Two exonic genetic variants in apolipoprotein L1 (APOL1), common in those of recent African ancestry, have a major negative impact on the kidney health of African-Americans. While its association with kidney disease has been reproducibly demonstrated, the full genetic architecture of APOL1 associated nephropathy, and its underlying biology, is unclear. Without such knowledge, the ability to develop targeted pharmacologic therapies is remote. The long-term goal is to improve clinical outcomes for individuals who have APOL1- associated nephropathy. The overall objective here is to gain a deep understanding of the biology of APOL1- associated proteinuric disease by integrating genetic, intrarenal transcriptomic, morphologic, and clinical datasets derived from 720 human subjects with proteinuric disease enrolled in the Nephrotic Syndrome Study Network.
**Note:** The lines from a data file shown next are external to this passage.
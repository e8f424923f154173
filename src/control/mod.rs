//! Remote DAQ control endpoints.
//!
//! A [`DaqControl`] is one control session with the acquisition process. The
//! coordinator never changes the controller state itself; it only issues
//! transition-triggering calls and reads the state back.
//!
//! Both `configure` and `begin` carry a [`LengthSelector`]: four optional run
//! length inputs resolved in fixed priority order (`events`, `l1t_events`,
//! `l3t_events`, `duration`). The first one present wins.
//!
//! # Example
//!
//! ```rust,ignore
//! let control = SimControl::new();
//! control.connect().await?;
//! control.configure(ConfigureRequest::events(0)).await?;
//! control.begin(BeginRequest::events(120)).await?;   // one second of beam
//! control.end().await?;
//! assert_eq!(control.state().await?, ControllerState::Open);
//! ```

pub mod sim;
pub mod state;

use std::sync::Arc;
use std::time::Duration;

use async_trait::async_trait;

use crate::error::{DaqError, DaqResult};
use state::ControllerState;

/// Machine event rate used to turn event counts into wall-clock time.
pub const EVENT_RATE_HZ: f64 = 120.0;

/// Optional run-length inputs, in priority order.
#[derive(Debug, Clone, Default, PartialEq)]
pub struct LengthSelector {
    /// Number of events to take
    pub events: Option<i64>,
    /// Number of level-1-accepted events to take
    pub l1t_events: Option<i64>,
    /// Number of level-3-accepted events to take
    pub l3t_events: Option<i64>,
    /// Run time as `[seconds, nanoseconds]`
    pub duration: Option<[i64; 2]>,
}

/// How long a run lasts once it starts.
#[derive(Debug, Clone, Copy, PartialEq)]
pub enum RunLength {
    /// Until stopped explicitly
    Forever,
    /// Fixed wall-clock time
    For(Duration),
}

impl LengthSelector {
    /// True when no input is present.
    pub fn is_empty(&self) -> bool {
        self.events.is_none()
            && self.l1t_events.is_none()
            && self.l3t_events.is_none()
            && self.duration.is_none()
    }

    /// Resolve the selector, checking every value the real controller chokes on.
    ///
    /// Event counts must be non-negative; zero means "run forever". A
    /// duration must add up to a strictly positive time. Returns `None` when
    /// the selector is empty.
    pub fn resolve(&self) -> DaqResult<Option<RunLength>> {
        let count = self.events.or(self.l1t_events).or(self.l3t_events);
        if let Some(count) = count {
            return match count {
                n if n < 0 => Err(DaqError::Validation(format!(
                    "event count must not be negative, got {}",
                    n
                ))),
                0 => Ok(Some(RunLength::Forever)),
                n => Ok(Some(RunLength::For(Duration::from_secs_f64(
                    n as f64 / EVENT_RATE_HZ,
                )))),
            };
        }
        match self.duration {
            Some([secs, nsec]) => {
                let total = secs as f64 + nsec as f64 * 1e-9;
                if total <= 0.0 {
                    return Err(DaqError::Validation(format!(
                        "duration [{}, {}] must be positive",
                        secs, nsec
                    )));
                }
                Ok(Some(RunLength::For(Duration::from_secs_f64(total))))
            }
            None => Ok(None),
        }
    }

    /// Resolve without validation, clamping anything odd to zero length.
    pub fn resolve_lenient(&self) -> Option<RunLength> {
        let count = self.events.or(self.l1t_events).or(self.l3t_events);
        if let Some(count) = count {
            return Some(match count {
                0 => RunLength::Forever,
                n => RunLength::For(Duration::from_secs_f64(n.max(0) as f64 / EVENT_RATE_HZ)),
            });
        }
        self.duration.map(|[secs, nsec]| {
            let total = (secs as f64 + nsec as f64 * 1e-9).max(0.0);
            RunLength::For(Duration::from_secs_f64(total))
        })
    }
}

/// Arguments of the remote `configure` call.
#[derive(Debug, Clone, Default, PartialEq)]
pub struct ConfigureRequest {
    /// Persist data to disk
    pub record: bool,
    /// DAQ configuration database key
    pub key: u32,
    /// Default run length for later `begin` calls
    pub length: LengthSelector,
    /// Scan variables recorded with the run
    pub controls: Vec<(String, f64)>,
    /// PVs monitored during the run
    pub monitors: Vec<String>,
    /// Partition selection
    pub partition: Option<String>,
}

impl ConfigureRequest {
    /// Configure with a plain event count.
    pub fn events(events: i64) -> Self {
        Self {
            length: LengthSelector {
                events: Some(events),
                ..Default::default()
            },
            ..Default::default()
        }
    }
}

/// Arguments of the remote `begin` call.
#[derive(Debug, Clone, Default, PartialEq)]
pub struct BeginRequest {
    /// Length of this acquisition window
    pub length: LengthSelector,
    /// Scan variables recorded with this window
    pub controls: Vec<(String, f64)>,
    /// PVs monitored during this window
    pub monitors: Vec<String>,
}

impl BeginRequest {
    /// Begin with a plain event count.
    pub fn events(events: i64) -> Self {
        Self {
            length: LengthSelector {
                events: Some(events),
                ..Default::default()
            },
            ..Default::default()
        }
    }

    /// Begin with a `[seconds, nanoseconds]` duration.
    pub fn duration(secs: i64, nsec: i64) -> Self {
        Self {
            length: LengthSelector {
                duration: Some([secs, nsec]),
                ..Default::default()
            },
            ..Default::default()
        }
    }
}

/// One control session with the DAQ process.
///
/// Calls may block on the network; they are only ever issued by the single
/// coordinator that owns the session.
#[async_trait]
pub trait DaqControl: Send + Sync {
    /// Open the control session.
    async fn connect(&self) -> DaqResult<()>;

    /// Close the control session.
    async fn disconnect(&self) -> DaqResult<()>;

    /// Apply run parameters for subsequent runs.
    async fn configure(&self, request: ConfigureRequest) -> DaqResult<()>;

    /// Start acquiring. Returns as soon as acquisition has started.
    async fn begin(&self, request: BeginRequest) -> DaqResult<()>;

    /// Stop acquiring; the run stays open.
    async fn stop(&self) -> DaqResult<()>;

    /// Close the open run.
    async fn endrun(&self) -> DaqResult<()>;

    /// Block until the current acquisition finishes.
    async fn end(&self) -> DaqResult<()>;

    /// Raw state index as reported by the controller.
    async fn state_index(&self) -> DaqResult<usize>;

    /// Controller state.
    async fn state(&self) -> DaqResult<ControllerState> {
        let index = self.state_index().await?;
        ControllerState::from_index(index)
            .ok_or_else(|| DaqError::remote("state", format!("unknown state index {}", index)))
    }
}

/// Builds control sessions bound to a host and DAQ platform.
pub trait ControlFactory: Send + Sync {
    /// Create an unconnected session.
    fn create(&self, host: &str, platform: u32) -> DaqResult<Arc<dyn DaqControl>>;
}

impl<F> ControlFactory for F
where
    F: Fn(&str, u32) -> DaqResult<Arc<dyn DaqControl>> + Send + Sync,
{
    fn create(&self, host: &str, platform: u32) -> DaqResult<Arc<dyn DaqControl>> {
        self(host, platform)
    }
}

#[cfg(test)]
mod tests {
    use super::*;

    fn selector(events: Option<i64>, duration: Option<[i64; 2]>) -> LengthSelector {
        LengthSelector {
            events,
            duration,
            ..Default::default()
        }
    }

    #[test]
    fn test_events_win_over_duration() {
        let length = selector(Some(240), Some([10, 0])).resolve().unwrap();
        assert_eq!(length, Some(RunLength::For(Duration::from_secs(2))));
    }

    #[test]
    fn test_priority_order() {
        let sel = LengthSelector {
            l1t_events: Some(120),
            l3t_events: Some(0),
            ..Default::default()
        };
        assert_eq!(
            sel.resolve().unwrap(),
            Some(RunLength::For(Duration::from_secs(1)))
        );
    }

    #[test]
    fn test_zero_events_run_forever() {
        assert_eq!(
            selector(Some(0), None).resolve().unwrap(),
            Some(RunLength::Forever)
        );
    }

    #[test]
    fn test_negative_events_rejected() {
        assert!(matches!(
            selector(Some(-1), None).resolve(),
            Err(DaqError::Validation(_))
        ));
    }

    #[test]
    fn test_duration_pair() {
        assert_eq!(
            selector(None, Some([1, 500_000_000])).resolve().unwrap(),
            Some(RunLength::For(Duration::from_millis(1500)))
        );
        assert!(selector(None, Some([0, 0])).resolve().is_err());
        assert!(selector(None, Some([-1, 0])).resolve().is_err());
    }

    #[test]
    fn test_empty_selector() {
        assert!(LengthSelector::default().is_empty());
        assert_eq!(LengthSelector::default().resolve().unwrap(), None);
        assert_eq!(LengthSelector::default().resolve_lenient(), None);
    }
}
The central hypothesis is that the high-risk APOL1 genotype, as well as increased APOL1 expression, results in APOL1-specific and genome-wide alterations of intrarenal gene expression, specific morphologic changes in the kidney, and worse clinical outcomes. The rationale for this proposal is that a more complete understanding of the genome biology of APOL1, as well as the intrarenal consequences of its aberrant forms, can lead to development of molecularly-based pharmacologic strategies to prevent/treat APOL1-associated proteinuric disease.
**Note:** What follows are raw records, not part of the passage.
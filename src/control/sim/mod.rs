//! Simulated DAQ control endpoints.
//!
//! Two drop-in replacements for a live control session, used to exercise the
//! run coordinator without a DAQ process:
//!
//! - [`SimControl`] - permissive: reproduces the state machine and run timing
//!   but accepts any run length it is given
//! - [`StrictSimControl`] - additionally rejects every argument the real
//!   controller hangs or crashes on, and refuses `end` with nothing running
//!
//! # Timing
//!
//! A run of `n` events lasts `n / 120` seconds, `0` events runs until stopped,
//! and a `[seconds, nanoseconds]` duration lasts exactly that long. The run
//! countdown advances in 100ms ticks and checks its stop flag every tick, so an
//! explicit `stop`/`endrun` is observed within one tick.

mod basic;
mod strict;

pub use basic::SimControl;
pub use strict::StrictSimControl;

use std::sync::Arc;
use std::time::{Duration, Instant};

use parking_lot::Mutex;
use tokio::sync::watch;
use tokio::time::timeout;
use tracing::debug;

use super::state::{ControllerState, StateMachine, Transition, TransitionOutcome};
use super::RunLength;
use crate::error::DaqResult;

/// Countdown increment of simulated runs.
pub const SIM_TICK: Duration = Duration::from_millis(100);

/// State shared between a simulator and its run countdown task.
pub(crate) struct SimCore {
    label: &'static str,
    machine: Mutex<StateMachine>,
    configured_length: Mutex<Option<RunLength>>,
    /// Stop flag of the current run. Replaced on every begin.
    run_done: Mutex<watch::Sender<bool>>,
    tick: Duration,
}

impl SimCore {
    pub(crate) fn new(label: &'static str) -> Arc<Self> {
        // No run yet, so "the current run" counts as finished.
        let (run_done, _) = watch::channel(true);
        Arc::new(Self {
            label,
            machine: Mutex::new(StateMachine::new()),
            configured_length: Mutex::new(None),
            run_done: Mutex::new(run_done),
            tick: SIM_TICK,
        })
    }

    pub(crate) fn state(&self) -> ControllerState {
        self.machine.lock().state()
    }

    pub(crate) fn transition(&self, transition: Transition) -> DaqResult<TransitionOutcome> {
        self.machine.lock().apply(transition)
    }

    pub(crate) fn force_state(&self, state: ControllerState) {
        debug!(sim = self.label, %state, "Forcing simulated controller state");
        self.machine.lock().force(state);
        if state != ControllerState::Running {
            self.finish_run();
        }
    }

    pub(crate) fn set_configured_length(&self, length: RunLength) {
        *self.configured_length.lock() = Some(length);
    }

    pub(crate) fn configured_length(&self) -> Option<RunLength> {
        *self.configured_length.lock()
    }

    /// Start the countdown for a run that has just entered `Running`.
    pub(crate) fn start_run(self: &Arc<Self>, length: RunLength) {
        let (tx, rx) = watch::channel(false);
        *self.run_done.lock() = tx;
        let core = Arc::clone(self);
        tokio::spawn(async move { core.countdown(rx, length).await });
    }

    /// Mark the current run as finished, waking `end` and the countdown.
    pub(crate) fn finish_run(&self) {
        self.run_done.lock().send_replace(true);
    }

    pub(crate) fn stop(&self) -> DaqResult<TransitionOutcome> {
        let outcome = self.transition(Transition::Stop)?;
        self.finish_run();
        Ok(outcome)
    }

    pub(crate) fn endrun(&self) -> DaqResult<TransitionOutcome> {
        let outcome = self.transition(Transition::EndRun)?;
        self.finish_run();
        Ok(outcome)
    }

    /// Wait until the current run's stop flag is raised.
    pub(crate) async fn wait_run_done(&self) {
        let mut rx = self.run_done.lock().subscribe();
        // A dropped sender means a newer run replaced this one.
        let _ = rx.wait_for(|done| *done).await;
    }

    async fn countdown(self: Arc<Self>, mut done: watch::Receiver<bool>, length: RunLength) {
        debug!(sim = self.label, ?length, "Run countdown started");
        let started = Instant::now();
        let mut remaining = match length {
            RunLength::Forever => None,
            RunLength::For(duration) => Some(duration),
        };
        let interrupted = loop {
            if let Some(left) = remaining {
                if left.is_zero() {
                    break false;
                }
                remaining = Some(left.saturating_sub(self.tick));
            }
            // Err from wait_for means the run was replaced; treat it as a stop.
            let woke = timeout(self.tick, done.wait_for(|done| *done)).await.is_ok();
            if woke {
                break true;
            }
        };
        if !interrupted {
            if let Err(e) = self.stop() {
                debug!(sim = self.label, error = %e, "Countdown stop refused");
            }
        }
        debug!(
            sim = self.label,
            interrupted,
            elapsed = ?started.elapsed(),
            "Run countdown finished"
        );
    }
}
The specific aims of the study will be to (1) Discover genetic factors at the APOL1 locus associated with its glomerular and tubulointerstitial mRNA expression, (2) Determine the clinical outcomes and biologic context associated with intrarenal mRNA expression of APOL1, and (3) Define morphologic signatures associated with APOL1-associated proteinuric disease.
Aim 1 will pair genotyping data with renal biopsy-based, RNA-Seq-generated gene expression profiles on the gene and transcript level of specificity.
Aim 2 will apply longitudinal model building and differential- and intercorrelated-gene expression methods to clinical and genome-wide transcriptomic data, respectively.
Aim 3 will use deep quantitative and qualitative morphologic measurements of the glomerular, tubulointerstitial, and vascular compartments of over 650 biopsies. The contribution here is expected to be an increased understanding of the genetic architecture and potential biological mechanisms underlying APOL1-associated nephropathy, from a human-based, intrarenal perspective. This contribution will be significant because it will produce insights about APOL1- associated nephropathy with potential for direct translation into molecularly-derived, targeted therapeutic strategies. The research proposed in this application is innovative, in our opinion, because the discoveries made regarding the epidemiology and biology of APOL1-associated proteinuric disease will be directly derived not only from a large cohort of affected human subjects, but from the kidney tissue directly impacted by these genetic variants. Given the high-risk genotype's generalized negative impact across kidney conditions, discoveries made here may be extended to improve the health of a larger group of African-Americans beyond those with proteinuric disease.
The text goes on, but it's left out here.